# Carb problem-tecumseh hh100-confused!



## dutton1 (Apr 18, 2009)

Have a late 60's deere 112 with a 10hp tecumseh HH100 in it. Worked fine last week, this week not. Fill up tank and gas spews out main jet of carb.

Things I've done:
*Tested float - it floats, no leaks
*Cleaned needle and seat
*Dropped bowl down about 1/8" so I could see what happens with float when gas fills up bowl. Guess what.. it stops the gas. Seat the bowl on gasket, gas starts flowing. This one really baffles me. 
*Cleaned out carb good to no avail. 
*I even cut the bottom out of a pop can and set in place of the bowl so I could really see what happens when the bottom of the can filled up against the float. Float worked as normal, pushed the needle up and stopped the gas. I have a rebuild kit on the way but not sure this is going to solve the problem. 
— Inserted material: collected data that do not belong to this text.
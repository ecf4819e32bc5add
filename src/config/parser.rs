use std::path::Path;
use crate::errors::S2pError;
use super::types::S2pConfig;
use super::schema::CONFIG_SCHEMA;
use tracing::{debug, warn};

const MAX_CONFIG_BYTES: u64 = 1_048_576;

pub fn parse_config(path: &Path) -> Result<S2pConfig, S2pError> {
    if !path.exists() {
        return Err(S2pError::Config(format!("Config file not found: {}", path.display())));
    }

    let metadata = std::fs::metadata(path).map_err(|e| S2pError::file_access(path, e))?;
    if metadata.len() > MAX_CONFIG_BYTES {
        return Err(S2pError::Config("Config file exceeds 1MB limit".into()));
    }

    let content = std::fs::read_to_string(path).map_err(|e| S2pError::file_access(path, e))?;
    let config = parse_config_str(&content)?;
    debug!(path = %path.display(), "Loaded configuration");
    Ok(config)
}

pub fn parse_config_str(content: &str) -> Result<S2pConfig, S2pError> {
    let yaml: serde_yaml::Value = serde_yaml::from_str(content)?;

    // An empty file is an empty config
    if yaml.is_null() {
        return Ok(S2pConfig::default());
    }

    validate_schema(&yaml)?;

    let config: S2pConfig = serde_yaml::from_value(yaml)?;
    validate_semantics(&config)?;
    Ok(config)
}

/// Check the config against the JSON schema. Violations are logged, not fatal;
/// typed deserialization decides what is actually rejected.
fn validate_schema(yaml: &serde_yaml::Value) -> Result<(), S2pError> {
    let json_value = serde_json::to_value(yaml)
        .map_err(|e| S2pError::Config(format!("Config conversion error: {}", e)))?;

    let compiled = jsonschema::JSONSchema::compile(&CONFIG_SCHEMA)
        .map_err(|e| S2pError::Config(format!("Schema compilation error: {}", e)))?;

    if let Err(errors) = compiled.validate(&json_value) {
        for e in errors {
            warn!(validation_error = %e, path = %e.instance_path, "Config schema warning");
        }
    }

    Ok(())
}

fn validate_semantics(config: &S2pConfig) -> Result<(), S2pError> {
    let wanted = config.nsg.as_ref().and_then(|n| n.wanted_findings.as_ref());
    if let Some(names) = wanted {
        if names.iter().any(|n| n.trim().is_empty()) {
            return Err(S2pError::Config("nsg.wanted_findings contains an empty finding name".into()));
        }
    }

    let outputs = [
        ("nsg.output", config.nsg.as_ref().and_then(|n| n.output.as_ref())),
        ("buckets.output", config.buckets.as_ref().and_then(|b| b.output.as_ref())),
        ("flowlogs.output", config.flowlogs.as_ref().and_then(|f| f.output.as_ref())),
    ];
    for (key, output) in outputs {
        if output.is_some_and(|o| o.trim().is_empty()) {
            return Err(S2pError::Config(format!("{} must not be empty", key)));
        }
    }

    Ok(())
}
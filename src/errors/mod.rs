pub mod types;
pub mod classification;

pub use types::S2pError;
pub use classification::ErrorClassification;
use clap::Parser;
use s2p::cli;
use tracing_subscriber::EnvFilter;

fn main() {
    let cli = cli::Cli::parse();

    // Initialize logging
    let log_level = match (cli.quiet, cli.verbose) {
        (true, _) => "warn",
        (false, 0) => "info",
        (false, 1) => "debug",
        _ => "trace",
    };

    let filter = EnvFilter::try_from_default_env()
        .unwrap_or_else(|_| EnvFilter::new(log_level));

    let subscriber = tracing_subscriber::fmt()
        .with_env_filter(filter)
        .with_target(false)
        .with_writer(std::io::stderr);
    if cli.log_json {
        subscriber.json().init();
    } else {
        subscriber.with_ansi(!cli.no_color).init();
    }

    let result = cli::load_config(cli.config.as_deref()).and_then(|config| match cli.command {
        cli::Commands::Nsg(args) => cli::nsg::handle_nsg(args, &config),
        cli::Commands::BucketsWithoutLogging(args) => cli::buckets::handle_buckets(args, &config),
        cli::Commands::VpcsWithoutFlowlogs(args) => cli::flowlogs::handle_flowlogs(args, &config),
        cli::Commands::Findings(args) => cli::findings::handle_findings(args),
        cli::Commands::ValidateConfig(args) => cli::validate::handle_validate(args),
    });

    if let Err(e) = result {
        let classification = e.classify();
        tracing::debug!(error_type = classification.error_type, "Command failed");
        eprintln!("Error: {}", e);
        std::process::exit(classification.exit_code);
    }
}
use std::path::Path;
use crate::cli::commands::ValidateArgs;
use crate::config::parse_config;
use crate::errors::S2pError;

pub fn handle_validate(args: ValidateArgs) -> Result<(), S2pError> {
    let _config = parse_config(Path::new(&args.path))?;
    println!("Configuration is valid: {}", args.path);
    Ok(())
}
Any ideas????? First post, thanks in advance for the help.


----------



## light mechanic (Jul 18, 2008)

Chagne the needle and seat, that is what is worng, take the bowl off, lift the float to the close position with you finger lightly, hold it for 2-3 seconds and release it slowly you will probably hear a slight ping and the it will fall to the open position, they are not expensive, if you have an old briggs points plunger the are perfect to push the new one in, the ruber rings on the seat go up, good luck, Light Mechanic


----------



## 30yearTech (Sep 14, 2006)

Make sure the float vent is open and not plugged, little hole on the side of the carburetor above the low speed adjustment screw, opens up into the area above the welch plug inside the carburetor. If the vent is plugged, atmospheric pressure can hold float down and allow fuel to flow. If the vent is clear then I would try a new needle and seat as lightmechanic suggested, and if it still leaks, then a new float. I have had issues with floats that seemed alright but just would not seat the needle.


----------



## dutton1 (Apr 18, 2009)

Thanks for the help. I will be following both of your recommendations. Much appreciated.


----------